• Assignment
Each record is to be given again precisely as written.

• Collected data entries
════════

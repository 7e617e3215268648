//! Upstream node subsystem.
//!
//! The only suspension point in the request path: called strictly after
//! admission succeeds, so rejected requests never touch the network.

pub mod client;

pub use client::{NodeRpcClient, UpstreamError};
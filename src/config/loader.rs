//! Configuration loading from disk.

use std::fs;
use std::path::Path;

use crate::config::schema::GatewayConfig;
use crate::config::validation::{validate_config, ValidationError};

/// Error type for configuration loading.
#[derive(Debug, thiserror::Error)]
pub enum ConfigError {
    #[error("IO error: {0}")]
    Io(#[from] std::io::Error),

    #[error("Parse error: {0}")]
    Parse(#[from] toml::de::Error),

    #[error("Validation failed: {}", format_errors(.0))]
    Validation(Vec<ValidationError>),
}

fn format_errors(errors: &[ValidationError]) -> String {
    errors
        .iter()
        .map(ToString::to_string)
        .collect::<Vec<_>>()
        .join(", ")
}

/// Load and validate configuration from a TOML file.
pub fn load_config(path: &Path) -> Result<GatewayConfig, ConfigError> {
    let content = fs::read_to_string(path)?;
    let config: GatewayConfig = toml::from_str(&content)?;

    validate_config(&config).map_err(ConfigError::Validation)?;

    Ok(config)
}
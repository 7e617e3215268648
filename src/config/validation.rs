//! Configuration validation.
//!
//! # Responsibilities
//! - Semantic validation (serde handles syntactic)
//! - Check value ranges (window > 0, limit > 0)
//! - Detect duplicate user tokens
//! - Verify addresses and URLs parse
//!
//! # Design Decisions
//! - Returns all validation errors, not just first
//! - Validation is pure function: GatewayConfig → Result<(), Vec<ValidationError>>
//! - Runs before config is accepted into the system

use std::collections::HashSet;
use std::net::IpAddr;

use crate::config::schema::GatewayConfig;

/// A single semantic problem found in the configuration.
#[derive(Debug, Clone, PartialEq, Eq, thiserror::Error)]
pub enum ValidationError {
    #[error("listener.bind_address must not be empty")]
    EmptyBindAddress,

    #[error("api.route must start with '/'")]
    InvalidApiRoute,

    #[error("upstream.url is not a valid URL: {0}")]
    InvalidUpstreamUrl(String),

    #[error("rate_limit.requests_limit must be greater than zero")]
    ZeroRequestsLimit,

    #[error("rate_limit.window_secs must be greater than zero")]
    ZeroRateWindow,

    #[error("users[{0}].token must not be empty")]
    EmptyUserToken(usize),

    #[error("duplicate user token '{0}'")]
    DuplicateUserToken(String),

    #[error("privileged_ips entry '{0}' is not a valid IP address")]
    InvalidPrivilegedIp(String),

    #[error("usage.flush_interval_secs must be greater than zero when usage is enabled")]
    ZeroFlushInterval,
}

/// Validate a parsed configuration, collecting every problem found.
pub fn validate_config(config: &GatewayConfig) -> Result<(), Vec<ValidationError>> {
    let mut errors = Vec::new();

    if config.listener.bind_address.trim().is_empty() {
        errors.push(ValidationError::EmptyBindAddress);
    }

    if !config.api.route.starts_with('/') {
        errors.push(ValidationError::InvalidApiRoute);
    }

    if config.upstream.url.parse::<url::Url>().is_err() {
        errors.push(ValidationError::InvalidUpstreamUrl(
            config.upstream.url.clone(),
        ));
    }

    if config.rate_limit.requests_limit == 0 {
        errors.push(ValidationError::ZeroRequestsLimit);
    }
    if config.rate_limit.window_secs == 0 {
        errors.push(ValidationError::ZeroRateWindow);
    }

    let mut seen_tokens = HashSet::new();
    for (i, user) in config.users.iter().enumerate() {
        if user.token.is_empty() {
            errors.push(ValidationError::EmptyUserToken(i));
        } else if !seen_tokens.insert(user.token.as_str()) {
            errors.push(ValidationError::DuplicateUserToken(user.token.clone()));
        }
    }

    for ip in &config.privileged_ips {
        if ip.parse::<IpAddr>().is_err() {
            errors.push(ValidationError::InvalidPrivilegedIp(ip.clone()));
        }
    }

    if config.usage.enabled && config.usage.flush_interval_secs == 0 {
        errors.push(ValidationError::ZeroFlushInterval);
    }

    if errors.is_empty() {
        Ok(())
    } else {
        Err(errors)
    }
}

════════

• Your solution
repository 7e617e3215268648
//! Upstream node subsystem.
//!
//! The only suspension point in the request path: called strictly after
//! admission succeeds, so rejected requests never touch the network.

pub mod client;

pub use client::{NodeRpcClient, UpstreamError};
filename src/config/loader.rs
//! Configuration loading from disk.

use std::fs;
use std::path::Path;

use crate::config::schema::GatewayConfig;
use crate::config::validation::{validate_config, ValidationError};

/// Error type for configuration loading.
#[derive(Debug, thiserror::Error)]
pub enum ConfigError {
    #[error("IO error: {0}")]
    Io(#[from] std::io::Error),

    #[error("Parse error: {0}")]
    Parse(#[from] toml::de::Error),

    #[error("Validation failed: {}", format_errors(.0))]
    Validation(Vec<ValidationError>),
}

fn format_errors(errors: &[ValidationError]) -> String {
    errors
        .iter()
        .map(ToString::to_string)
        .collect::<Vec<_>>()
        .join(", ")
}

/// Load and validate configuration from a TOML file.
pub fn load_config(path: &Path) -> Result<GatewayConfig, ConfigError> {
    let content = fs::read_to_string(path)?;
    let config: GatewayConfig = toml::from_str(&content)?;

    validate_config(&config).map_err(ConfigError::Validation)?;

    Ok(config)
}
repository 7e617e3215268648
filename src/config/validation.rs
//! Configuration validation.
//!
//! # Responsibilities
//! - Semantic validation (serde handles syntactic)
//! - Check value ranges (window > 0, limit > 0)
//! - Detect duplicate user tokens
//! - Verify addresses and URLs parse
//!
//! # Design Decisions
//! - Returns all validation errors, not just first
//! - Validation is pure function: GatewayConfig → Result<(), Vec<ValidationError>>
//! - Runs before config is accepted into the system

use std::collections::HashSet;
use std::net::IpAddr;

use crate::config::schema::GatewayConfig;

/// A single semantic problem found in the configuration.
#[derive(Debug, Clone, PartialEq, Eq, thiserror::Error)]
pub enum ValidationError {
    #[error("listener.bind_address must not be empty")]
    EmptyBindAddress,

    #[error("api.route must start with '/'")]
    InvalidApiRoute,

    #[error("upstream.url is not a valid URL: {0}")]
    InvalidUpstreamUrl(String),

    #[error("rate_limit.requests_limit must be greater than zero")]
    ZeroRequestsLimit,

    #[error("rate_limit.window_secs must be greater than zero")]
    ZeroRateWindow,

    #[error("users[{0}].token must not be empty")]
    EmptyUserToken(usize),

    #[error("duplicate user token '{0}'")]
    DuplicateUserToken(String),

    #[error("privileged_ips entry '{0}' is not a valid IP address")]
    InvalidPrivilegedIp(String),

    #[error("usage.flush_interval_secs must be greater than zero when usage is enabled")]
    ZeroFlushInterval,
}

/// Validate a parsed configuration, collecting every problem found.
pub fn validate_config(config: &GatewayConfig) -> Result<(), Vec<ValidationError>> {
    let mut errors = Vec::new();

    if config.listener.bind_address.trim().is_empty() {
        errors.push(ValidationError::EmptyBindAddress);
    }

    if !config.api.route.starts_with('/') {
        errors.push(ValidationError::InvalidApiRoute);
    }

    if config.upstream.url.parse::<url::Url>().is_err() {
        errors.push(ValidationError::InvalidUpstreamUrl(
            config.upstream.url.clone(),
        ));
    }

    if config.rate_limit.requests_limit == 0 {
        errors.push(ValidationError::ZeroRequestsLimit);
    }
    if config.rate_limit.window_secs == 0 {
        errors.push(ValidationError::ZeroRateWindow);
    }

    let mut seen_tokens = HashSet::new();
    for (i, user) in config.users.iter().enumerate() {
        if user.token.is_empty() {
            errors.push(ValidationError::EmptyUserToken(i));
        } else if !seen_tokens.insert(user.token.as_str()) {
            errors.push(ValidationError::DuplicateUserToken(user.token.clone()));
        }
    }

    for ip in &config.privileged_ips {
        if ip.parse::<IpAddr>().is_err() {
            errors.push(ValidationError::InvalidPrivilegedIp(ip.clone()));
        }
    }

    if config.usage.enabled && config.usage.flush_interval_secs == 0 {
        errors.push(ValidationError::ZeroFlushInterval);
    }

    if errors.is_empty() {
        Ok(())
    } else {
        Err(errors)
    }
}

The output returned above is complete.